Una intensa y prolongada ola de calor está afectando gran parte de Europa, provocando registros térmicos inéditos para el mes de mayo y obligando a las autoridades de diversos países a activar alertas de seguridad de alto nivel.
Este fenómeno climático, que ha sido atribuido por los especialistas a la presencia de un potente anticiclón que se extiende desde el norte de África hasta las islas británicas, ha tenido consecuencias fatales inmediatas. En Francia, las autoridades han confirmado con consternación el fallecimiento de siete personas hasta el momento, dos de las cuales perdieron la vida mientras realizaban actividades deportivas, mientras que otras cinco fallecieron por ahogamiento en diversos puntos del país en un intento por refrescarse ante el incremento térmico.

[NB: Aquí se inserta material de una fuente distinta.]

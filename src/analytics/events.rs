//! Activity log: one JSON line per user-visible action.
//!
//! Records data fetches, file loads, highlight requests and dashboard
//! requests to `~/.dwellscope/activity.jsonl` (configurable). Writing is
//! best-effort: failures are silently ignored so logging can never break a
//! view.

use std::fs::{self, OpenOptions, create_dir_all};
use std::io::{BufRead, BufReader, Write};
use std::path::PathBuf;

use anyhow::Result;
use chrono::Utc;
use serde::{Deserialize, Serialize};

use crate::config;
use crate::config::schema::LoggingConfig;

// ---------------------------------------------------------------------------
// Event entry
// ---------------------------------------------------------------------------

/// A single activity event. One line per event.
#[derive(Debug, Clone, PartialEq, Serialize, Deserialize)]
pub struct ActivityEvent {
    pub timestamp: String,
    /// Event kind, e.g. `"fetch_session"`, `"highlight"`, `"http"`.
    pub kind: String,
    /// What the event is about: a session ID, URL, file path, or route.
    pub subject: String,
    /// Number of records involved, when meaningful.
    #[serde(skip_serializing_if = "Option::is_none", default)]
    pub count: Option<usize>,
    /// Free-form outcome, e.g. an error message or `"no highlight"`.
    #[serde(skip_serializing_if = "Option::is_none", default)]
    pub detail: Option<String>,
}

impl ActivityEvent {
    pub fn new(kind: &str, subject: &str) -> Self {
        Self {
            timestamp: Utc::now().to_rfc3339(),
            kind: kind.to_string(),
            subject: subject.to_string(),
            count: None,
            detail: None,
        }
    }

    pub fn with_count(mut self, count: usize) -> Self {
        self.count = Some(count);
        self
    }

    pub fn with_detail(mut self, detail: impl Into<String>) -> Self {
        self.detail = Some(detail.into());
        self
    }
}

// ---------------------------------------------------------------------------
// Log handle
// ---------------------------------------------------------------------------

/// Handle to the activity log file. Disabled handles drop every event.
#[derive(Debug, Clone)]
pub struct ActivityLog {
    path: Option<PathBuf>,
}

impl ActivityLog {
    pub fn from_config(logging: &LoggingConfig) -> Self {
        let path = if logging.enabled {
            config::expand_home(&logging.path)
        } else {
            None
        };
        Self { path }
    }

    /// A log writing to an explicit file.
    pub fn at(path: PathBuf) -> Self {
        Self { path: Some(path) }
    }

    pub fn disabled() -> Self {
        Self { path: None }
    }

    pub fn path(&self) -> Option<&PathBuf> {
        self.path.as_ref()
    }

    /// Append an event. Best-effort.
    pub fn record(&self, event: &ActivityEvent) {
        let _ = self.append(event);
    }

    fn append(&self, event: &ActivityEvent) -> Result<()> {
        let Some(path) = &self.path else {
            return Ok(());
        };

        if let Some(parent) = path.parent() {
            create_dir_all(parent)?;
        }

        let mut file = OpenOptions::new().create(true).append(true).open(path)?;
        let json = serde_json::to_string(event)?;
        writeln!(file, "{json}")?;

        Ok(())
    }

    /// Read every event, skipping malformed lines.
    pub fn read_all(&self) -> Vec<ActivityEvent> {
        let Some(path) = &self.path else {
            return Vec::new();
        };
        let Ok(file) = fs::File::open(path) else {
            return Vec::new();
        };

        BufReader::new(file)
            .lines()
            .map_while(|line| line.ok())
            .filter_map(|line| serde_json::from_str::<ActivityEvent>(&line).ok())
            .collect()
    }

    /// The last `limit` events, oldest first.
    pub fn read_recent(&self, limit: usize) -> Vec<ActivityEvent> {
        let mut events = self.read_all();
        let skip = events.len().saturating_sub(limit);
        events.drain(..skip);
        events
    }
}

// ---------------------------------------------------------------------------
// Tests
// ---------------------------------------------------------------------------
//! Session analytics: aggregation, chart series, and the activity log.

pub mod aggregate;
pub mod charts;
pub mod events;

pub use aggregate::{Aggregate, DomAggregate, aggregate_durations, hourly_activity};
pub use charts::{ChartSeries, Selection, build_average_series, build_chart_series};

La situación en territorio francés ha alcanzado niveles críticos, con ocho departamentos de la región oeste bajo alerta naranja, una medida extremadamente inusual y calificada como inédita para esta época del año por las autoridades de protección civil.
Según datos proporcionados por el servicio meteorológico Météo-France, el lunes pasado se alcanzó un nuevo récord nacional de temperatura para el mes de mayo, y se espera que las condiciones sigan agravándose durante el transcurso de la semana, con máximas pronosticadas de entre 33 y 36 grados Celsius. Ante este escenario, el primer ministro francés, Sébastien Lecornu, ha convocado una reunión interministerial de emergencia para evaluar la capacidad de respuesta de los servicios públicos ante un evento climático que promete prolongarse hasta el cierre de la semana.

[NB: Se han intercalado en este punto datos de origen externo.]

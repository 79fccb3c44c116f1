//! Interaction records as delivered by the data API.
//!
//! Records arrive as loosely-typed JSON: numbers are sometimes strings,
//! fields go missing, and `domID` may be empty. Deserialization here is
//! lenient so that no downstream computation ever sees a malformed value:
//! numeric fields coerce to `0.0`, strings to `""`, and [`dom_id`] falls
//! back to `"unknown"`.
//!
//! [`dom_id`]: InteractionElement::dom_id

use serde::{Deserialize, Deserializer, Serialize};
use serde_json::Value;

/// Grouping key used when a record has no (or an empty) `domID`.
pub const UNKNOWN_DOM_ID: &str = "unknown";

/// Bounding rectangle in the coordinate space of the captured page screenshot.
#[derive(Debug, Clone, Copy, PartialEq, Default, Serialize, Deserialize)]
pub struct Rect {
    #[serde(default, deserialize_with = "lenient_f64")]
    pub x: f64,
    #[serde(default, deserialize_with = "lenient_f64")]
    pub y: f64,
    #[serde(default, deserialize_with = "lenient_f64")]
    pub width: f64,
    #[serde(default, deserialize_with = "lenient_f64")]
    pub height: f64,
}

/// One observed DOM-element dwell event.
#[derive(Debug, Clone, Default, Serialize, Deserialize)]
#[serde(rename_all = "camelCase")]
pub struct InteractionElement {
    /// Epoch time in milliseconds.
    #[serde(default, deserialize_with = "lenient_f64")]
    pub timestamp: f64,
    #[serde(default, deserialize_with = "lenient_string")]
    pub url: String,
    /// Dwell time in milliseconds. Never negative after deserialization.
    #[serde(default, deserialize_with = "lenient_duration")]
    pub duration: f64,
    #[serde(default, deserialize_with = "lenient_f64")]
    pub visit_count: f64,
    /// Running total reported by the per-URL stats endpoint only.
    #[serde(
        default,
        skip_serializing_if = "Option::is_none",
        deserialize_with = "lenient_opt_f64"
    )]
    pub total_duration: Option<f64>,
    #[serde(default, deserialize_with = "lenient_string")]
    pub tag: String,
    #[serde(rename = "domID", default, deserialize_with = "lenient_string")]
    pub dom_id_raw: String,
    #[serde(default, deserialize_with = "lenient_string")]
    pub class_name: String,
    #[serde(default, deserialize_with = "lenient_string")]
    pub text: String,
    #[serde(
        alias = "blip_caption",
        default,
        deserialize_with = "lenient_string"
    )]
    pub blip_caption: String,
    #[serde(
        default,
        skip_serializing_if = "Option::is_none",
        deserialize_with = "lenient_rect"
    )]
    pub rect: Option<Rect>,
}

impl InteractionElement {
    /// The grouping key for this record, `"unknown"` when absent or empty.
    /// Whitespace-only IDs are kept as their own key.
    pub fn dom_id(&self) -> &str {
        if self.dom_id_raw.is_empty() {
            UNKNOWN_DOM_ID
        } else {
            &self.dom_id_raw
        }
    }

    /// Dwell time in seconds.
    pub fn duration_secs(&self) -> f64 {
        self.duration / 1000.0
    }

    /// Short human label: text, then tag, then the grouping key.
    pub fn label(&self) -> &str {
        if !self.text.trim().is_empty() {
            &self.text
        } else if !self.tag.trim().is_empty() {
            &self.tag
        } else {
            self.dom_id()
        }
    }
}

// ---------------------------------------------------------------------------
// Lenient field decoders
// ---------------------------------------------------------------------------

fn value_to_f64(value: &Value) -> f64 {
    let n = match value {
        Value::Number(n) => n.as_f64().unwrap_or(0.0),
        Value::String(s) => s.trim().parse::<f64>().unwrap_or(0.0),
        Value::Bool(b) => f64::from(u8::from(*b)),
        _ => 0.0,
    };
    if n.is_finite() { n } else { 0.0 }
}

fn lenient_f64<'de, D>(deserializer: D) -> Result<f64, D::Error>
where
    D: Deserializer<'de>,
{
    let value = Value::deserialize(deserializer)?;
    Ok(value_to_f64(&value))
}

fn lenient_duration<'de, D>(deserializer: D) -> Result<f64, D::Error>
where
    D: Deserializer<'de>,
{
    let value = Value::deserialize(deserializer)?;
    Ok(value_to_f64(&value).max(0.0))
}

fn lenient_opt_f64<'de, D>(deserializer: D) -> Result<Option<f64>, D::Error>
where
    D: Deserializer<'de>,
{
    let value = Value::deserialize(deserializer)?;
    Ok(match value {
        Value::Null => None,
        other => Some(value_to_f64(&other)),
    })
}

/// A rect that is not an object (or not decodable) is treated as absent.
fn lenient_rect<'de, D>(deserializer: D) -> Result<Option<Rect>, D::Error>
where
    D: Deserializer<'de>,
{
    let value = Value::deserialize(deserializer)?;
    if !value.is_object() {
        return Ok(None);
    }
    Ok(serde_json::from_value(value).ok())
}

fn lenient_string<'de, D>(deserializer: D) -> Result<String, D::Error>
where
    D: Deserializer<'de>,
{
    let value = Value::deserialize(deserializer)?;
    Ok(match value {
        Value::Null => String::new(),
        Value::String(s) => s,
        other => other.to_string(),
    })
}

// ---------------------------------------------------------------------------
// Tests
// ---------------------------------------------------------------------------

El impacto de este fenómeno no se limita exclusivamente a Francia; la afectación es continental. En el Reino Unido, los ciudadanos vivieron lo que los meteorólogos han denominado una noche tropical, registrando la temperatura mínima más alta para un mes de mayo desde que se tiene memoria, con 21,3 grados en el sur de Londres.
De manera similar, Irlanda superó sus propios registros históricos al alcanzar los 28,8 grados, una cifra que dista notablemente de las medias habituales para esta región, que suelen oscilar entre los 13 y 16 grados durante el mes de mayo. Mientras tanto, en la península ibérica, España y Portugal enfrentan alertas por temperaturas que podrían escalar hasta los 40 grados en valles españoles y un elevado riesgo de incendios forestales en regiones portuguesas como el Algarve, manteniendo a los gobiernos en una vigilancia constante ante los riesgos que estas temperaturas extremas representan para la seguridad pública y el bienestar de los ciudadanos.